I hadn’t written that part yet because I didn’t feel like doing that much research about poisons on the Internet all at once. When you are writing about assassins, terrorists and that ilk, your Web searches, especially if you use Google, can get you in a lot of trouble. Someone with five+ books in that genre might get away with it when authorities come knocking, but if it is your first book when that happens you are going to need good, expensive lawyers.

Research isn’t Google

So, someone had the entire “Person of Interest” series on eBay pretty cheap. I honestly thought I had seen quite a few episodes of that show but I’m one DVD from the end of the third season and have only recognized three episodes. I’ve got to say this show had some fine writing and decent acting. The episode titled In Extremis actually gave me the one thing I needed to really continue on with the story. Polonium. A radioactive substance which is only fatal when ingested if it isn’t treated within the first 24 hours. You are dead in roughly another 48 hours otherwise. It’s also something most people have never heard of despite that Wikipedia page.

Tools and the first draft

Due to another post I might eventually write on my geek blog, I believed something was corrupted in the document and all of the copies I had of it. I could still open it and do things to it, but it always seemed to have that issue. It was time for a full read through anyway, so I opened the document in LibreOffice read-only and began typing as I read in OnlyOffice. (Yeah, OnlyOffice has quite a ways to go before it could hope to be a primary word processor. I almost installed Wine so I could install Lotus SmartSuite.)

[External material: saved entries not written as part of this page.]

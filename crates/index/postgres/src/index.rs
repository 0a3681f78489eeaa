use std::sync::Arc;

use async_trait::async_trait;
use chrono::{DateTime, Utc};
use sqlx::PgPool;
use tracing::debug;

use shutter_core::{Asset, AssetPage};
use shutter_index::{IndexError, MetadataIndex};

use crate::config::PostgresIndexConfig;
use crate::migrations;

type AssetRow = (String, DateTime<Utc>, String, String, i64);

const COLUMNS: &str = "id, created_at, filename, mime, size";

/// Build `PgConnectOptions` from a [`PostgresIndexConfig`], applying SSL
/// settings when configured.
pub(crate) fn build_connect_options(
    config: &PostgresIndexConfig,
) -> Result<sqlx::postgres::PgConnectOptions, IndexError> {
    let mut options: sqlx::postgres::PgConnectOptions = config
        .url
        .parse()
        .map_err(|e: sqlx::Error| IndexError::Unavailable(e.to_string()))?;

    if let Some(ref mode) = config.ssl_mode {
        let ssl_mode = match mode.as_str() {
            "disable" => sqlx::postgres::PgSslMode::Disable,
            "prefer" => sqlx::postgres::PgSslMode::Prefer,
            "require" => sqlx::postgres::PgSslMode::Require,
            "verify-ca" => sqlx::postgres::PgSslMode::VerifyCa,
            "verify-full" => sqlx::postgres::PgSslMode::VerifyFull,
            other => {
                return Err(IndexError::Unavailable(format!("unknown ssl_mode: {other}")));
            }
        };
        options = options.ssl_mode(ssl_mode);
    }

    if let Some(ref path) = config.ssl_root_cert {
        options = options.ssl_root_cert(path);
    }

    Ok(options)
}

/// Classify a `sqlx` error: connectivity problems are `Unavailable`,
/// everything else is a `Backend` failure.
fn map_err(e: sqlx::Error) -> IndexError {
    match e {
        sqlx::Error::Io(_)
        | sqlx::Error::Tls(_)
        | sqlx::Error::PoolTimedOut
        | sqlx::Error::PoolClosed
        | sqlx::Error::WorkerCrashed => IndexError::Unavailable(e.to_string()),
        other => IndexError::Backend(other.to_string()),
    }
}

fn row_to_asset((id, created_at, filename, mime, size): AssetRow) -> Result<Asset, IndexError> {
    let size = u64::try_from(size)
        .map_err(|_| IndexError::Backend(format!("negative size stored for asset {id}")))?;
    Ok(Asset {
        id,
        created_at,
        filename,
        mime,
        size,
    })
}

/// PostgreSQL-backed implementation of [`MetadataIndex`].
///
/// Uses `sqlx::PgPool` for connection pooling. Listing runs its count and
/// page queries inside one `REPEATABLE READ` read-only transaction so both
/// observe the same snapshot.
pub struct PostgresMetadataIndex {
    pool: PgPool,
    config: Arc<PostgresIndexConfig>,
}

impl PostgresMetadataIndex {
    /// Create a new `PostgresMetadataIndex` from the provided configuration.
    ///
    /// Connects to `PostgreSQL`, creates the connection pool, and runs
    /// migrations to ensure the assets table exists.
    ///
    /// # Errors
    ///
    /// Returns [`IndexError::Unavailable`] if pool creation fails, or
    /// [`IndexError::Backend`] if migrations fail.
    pub async fn new(config: PostgresIndexConfig) -> Result<Self, IndexError> {
        let connect_options = build_connect_options(&config)?;
        let pool = sqlx::postgres::PgPoolOptions::new()
            .max_connections(config.pool_size)
            .connect_with(connect_options)
            .await
            .map_err(|e| IndexError::Unavailable(e.to_string()))?;

        Self::from_pool(pool, config).await
    }

    /// Create a `PostgresMetadataIndex` from an existing pool and config.
    ///
    /// Runs migrations on creation.
    ///
    /// # Errors
    ///
    /// Returns [`IndexError::Backend`] if migrations fail.
    pub async fn from_pool(pool: PgPool, config: PostgresIndexConfig) -> Result<Self, IndexError> {
        migrations::run_migrations(&pool, &config)
            .await
            .map_err(|e| IndexError::Backend(e.to_string()))?;

        Ok(Self {
            pool,
            config: Arc::new(config),
        })
    }
}

#[async_trait]
impl MetadataIndex for PostgresMetadataIndex {
    async fn insert(&self, asset: &Asset) -> Result<(), IndexError> {
        let table = self.config.assets_table();
        let size = i64::try_from(asset.size)
            .map_err(|_| IndexError::Backend(format!("asset too large to index: {}", asset.size)))?;

        let query = format!(
            "INSERT INTO {table} ({COLUMNS}) VALUES ($1, $2, $3, $4, $5) \
             ON CONFLICT (id) DO NOTHING"
        );

        let result = sqlx::query(&query)
            .bind(&asset.id)
            .bind(asset.created_at)
            .bind(&asset.filename)
            .bind(&asset.mime)
            .bind(size)
            .execute(&self.pool)
            .await
            .map_err(map_err)?;

        if result.rows_affected() == 0 {
            return Err(IndexError::Conflict(asset.id.clone()));
        }
        Ok(())
    }

    async fn get(&self, id: &str) -> Result<Asset, IndexError> {
        let table = self.config.assets_table();
        let query = format!("SELECT {COLUMNS} FROM {table} WHERE id = $1");

        let row: Option<AssetRow> = sqlx::query_as(&query)
            .bind(id)
            .fetch_optional(&self.pool)
            .await
            .map_err(map_err)?;

        row.map_or_else(|| Err(IndexError::NotFound(id.to_owned())), row_to_asset)
    }

    async fn delete(&self, id: &str) -> Result<Asset, IndexError> {
        let table = self.config.assets_table();
        let query = format!("DELETE FROM {table} WHERE id = $1 RETURNING {COLUMNS}");

        let row: Option<AssetRow> = sqlx::query_as(&query)
            .bind(id)
            .fetch_optional(&self.pool)
            .await
            .map_err(map_err)?;

        row.map_or_else(|| Err(IndexError::NotFound(id.to_owned())), row_to_asset)
    }

    async fn list(&self, limit: usize, offset: usize) -> Result<AssetPage, IndexError> {
        let table = self.config.assets_table();
        let limit = i64::try_from(limit).unwrap_or(i64::MAX);
        let offset = i64::try_from(offset).unwrap_or(i64::MAX);

        let mut tx = self.pool.begin().await.map_err(map_err)?;
        sqlx::query("SET TRANSACTION ISOLATION LEVEL REPEATABLE READ, READ ONLY")
            .execute(&mut *tx)
            .await
            .map_err(map_err)?;

        let count_query = format!("SELECT COUNT(*) FROM {table}");
        let (total,): (i64,) = sqlx::query_as(&count_query)
            .fetch_one(&mut *tx)
            .await
            .map_err(map_err)?;

        let page_query = format!(
            "SELECT {COLUMNS} FROM {table} \
             ORDER BY created_at DESC, id DESC \
             LIMIT $1 OFFSET $2"
        );
        let rows: Vec<AssetRow> = sqlx::query_as(&page_query)
            .bind(limit)
            .bind(offset)
            .fetch_all(&mut *tx)
            .await
            .map_err(map_err)?;

        tx.commit().await.map_err(map_err)?;

        let items = rows
            .into_iter()
            .map(row_to_asset)
            .collect::<Result<Vec<_>, _>>()?;
        debug!(total, returned = items.len(), "listed assets");

        Ok(AssetPage {
            items,
            total: u64::try_from(total).unwrap_or_default(),
        })
    }

    async fn count(&self) -> Result<u64, IndexError> {
        let table = self.config.assets_table();
        let query = format!("SELECT COUNT(*) FROM {table}");
        let (total,): (i64,) = sqlx::query_as(&query)
            .fetch_one(&self.pool)
            .await
            .map_err(map_err)?;
        Ok(u64::try_from(total).unwrap_or_default())
    }
}


#[cfg(all(test, feature = "integration"))]
mod integration_tests {
    use super::*;

    fn test_config() -> PostgresIndexConfig {
        PostgresIndexConfig {
            url: std::env::var("DATABASE_URL")
                .unwrap_or_else(|_| "postgres://localhost:5432/shutter_test".to_string()),
            table_prefix: format!("test_{}_", uuid::Uuid::new_v4().simple()),
            ..PostgresIndexConfig::default()
        }
    }

    #[tokio::test]
    async fn index_conformance() {
        let index = PostgresMetadataIndex::new(test_config())
            .await
            .expect("pool creation should succeed");
        shutter_index::testing::run_index_conformance_tests(&index)
            .await
            .expect("conformance tests should pass");
    }
}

Why I’m writing this post now is I can’t believe just how shitty that first draft was. Broken sentences, grammar errors, on and on. I’m surprised so many of you read the stuff, but you did, the site stats say you did. I managed to get north of 300 formatted pages into that work writing like a twelve year old, not caring about the initial quality because none of you were paying for it. When I get done with the re-typing, fixing, adding and completing this will weigh in north of 600 formatted pages.

Had I not chose to serve you the drivel, this novel would never have happened.

If you want to be a writer, just write

Far too many of you worry about crafting each sentence perfectly before going on to the next. Forget about it. Most of them will be shredded anyway when you finally have that flash of genius and the story takes a completely different direction. Your characters lie to you until they fully trust you. They don’t trust anyone who is anal about grammar, word choice and sentence structure. That’s for the editing process once you know your story is an actual story.

A lot of writers will never publish a book, claiming they have writer’s block when no such condition exists. You focused on minutia, pissed off your characters and they stopped talking to you. It isn’t a block when all of your friends leave the party, it’s just you sitting there alone because you weren’t a good friend.

Be a good friend. Listen to your characters. Type what they say as fast as you can. Wait to fix it until it is done. Sometimes you need to write multiple books at the same time just to complete one of them. You aren’t writing any book until you have a first draft, partial or not.